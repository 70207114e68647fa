use std::path::PathBuf;
use std::sync::Arc;

use easy_config_store::ConfigStore;
use eyre::{Result, eyre};
use log::{debug, info};
use serde::{Deserialize, Serialize};

pub type Config = Arc<ConfigInner>;

const API_KEY_ENV: &str = "OPENAI_API_KEY";

pub fn config(path: PathBuf) -> Result<Config> {
    let config_store = ConfigStore::<ConfigInner>::read(path, "config".to_string())?;
    let inner = (*config_store).clone();

    info!("config parsing successful");
    debug!("loaded configuration:\n{}", toml::to_string_pretty(&inner.redacted())?);

    Ok(Arc::new(inner))
}

#[derive(Debug, PartialEq, Serialize, Deserialize, Clone)]
pub struct ConfigInner {
    pub llm: LLMConfig,
    #[serde(default)]
    pub geocoding: GeocodingConfig,
    #[serde(default)]
    pub session: SessionConfig,
}

impl ConfigInner {
    /// Copy of the configuration that is safe to print.
    fn redacted(&self) -> Self {
        let mut copy = self.clone();
        if copy.llm.api_key.is_some() {
            copy.llm.api_key = Some("<redacted>".to_string());
        }
        copy
    }
}

#[derive(Debug, PartialEq, Serialize, Deserialize, Clone)]
pub struct LLMConfig {
    pub api_key: Option<String>,
    #[serde(default = "default_llm_model")]
    pub model: String,
    #[serde(default = "default_llm_endpoint")]
    pub endpoint: String,
}

impl LLMConfig {
    /// The configured key, or the `OPENAI_API_KEY` environment variable.
    pub fn resolve_api_key(&self) -> Result<String> {
        self.api_key
            .clone()
            .filter(|key| !key.trim().is_empty())
            .or_else(|| std::env::var(API_KEY_ENV).ok())
            .ok_or_else(|| {
                eyre!("LLM API key not configured in config.toml (or {API_KEY_ENV})")
            })
    }
}

#[derive(Debug, PartialEq, Serialize, Deserialize, Clone)]
pub struct GeocodingConfig {
    #[serde(default = "default_geocoding_endpoint")]
    pub endpoint: String,
    #[serde(default = "default_user_agent")]
    pub user_agent: String,
}

impl Default for GeocodingConfig {
    fn default() -> Self {
        Self {
            endpoint: default_geocoding_endpoint(),
            user_agent: default_user_agent(),
        }
    }
}

#[derive(Debug, PartialEq, Serialize, Deserialize, Clone)]
pub struct SessionConfig {
    #[serde(default = "default_session_path")]
    pub path: PathBuf,
}

impl Default for SessionConfig {
    fn default() -> Self {
        Self {
            path: default_session_path(),
        }
    }
}

fn default_llm_model() -> String {
    "gpt-4".to_string()
}

fn default_llm_endpoint() -> String {
    "https://api.openai.com/v1".to_string()
}

fn default_geocoding_endpoint() -> String {
    "https://nominatim.openstreetmap.org/search".to_string()
}

fn default_user_agent() -> String {
    format!("career-coach/{}", env!("CARGO_PKG_VERSION"))
}

fn default_session_path() -> PathBuf {
    PathBuf::from(".career-coach/session.json")
}

impl Default for ConfigInner {
    fn default() -> Self {
        let cfg = include_str!(concat!(env!("CARGO_MANIFEST_DIR"), "/config.default.toml",));

        toml::from_str(cfg).unwrap() // should be okay
    }
}

#[cfg(test)]
mod tests {
    use super::*;

    #[test]
    fn default_config_parses() {
        let config = ConfigInner::default();

        assert_eq!(config.llm.model, "gpt-4");
        assert_eq!(config.llm.endpoint, "https://api.openai.com/v1");
        assert!(config.geocoding.endpoint.contains("nominatim"));
        assert_eq!(config.session.path, PathBuf::from(".career-coach/session.json"));
    }

    #[test]
    fn missing_sections_fall_back_to_defaults() {
        let config: ConfigInner = toml::from_str("[llm]\napi_key = \"abc\"\n").unwrap();

        assert_eq!(config.llm.model, "gpt-4");
        assert_eq!(config.geocoding, GeocodingConfig::default());
        assert_eq!(config.session, SessionConfig::default());
    }

    #[test]
    fn configured_key_wins_over_environment() {
        let llm = LLMConfig {
            api_key: Some("from-file".to_string()),
            model: default_llm_model(),
            endpoint: default_llm_endpoint(),
        };

        assert_eq!(llm.resolve_api_key().unwrap(), "from-file");
    }

    #[test]
    fn redacted_hides_the_key() {
        let mut config = ConfigInner::default();
        config.llm.api_key = Some("secret".to_string());

        let printed = toml::to_string_pretty(&config.redacted()).unwrap();
        assert!(!printed.contains("secret"));
    }
}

------

### Task details
Report every line in the listing that holds the word "LLMConfig".

### Response
    pub llm: LLMConfig,
pub struct LLMConfig {
impl LLMConfig {
        let llm = LLMConfig {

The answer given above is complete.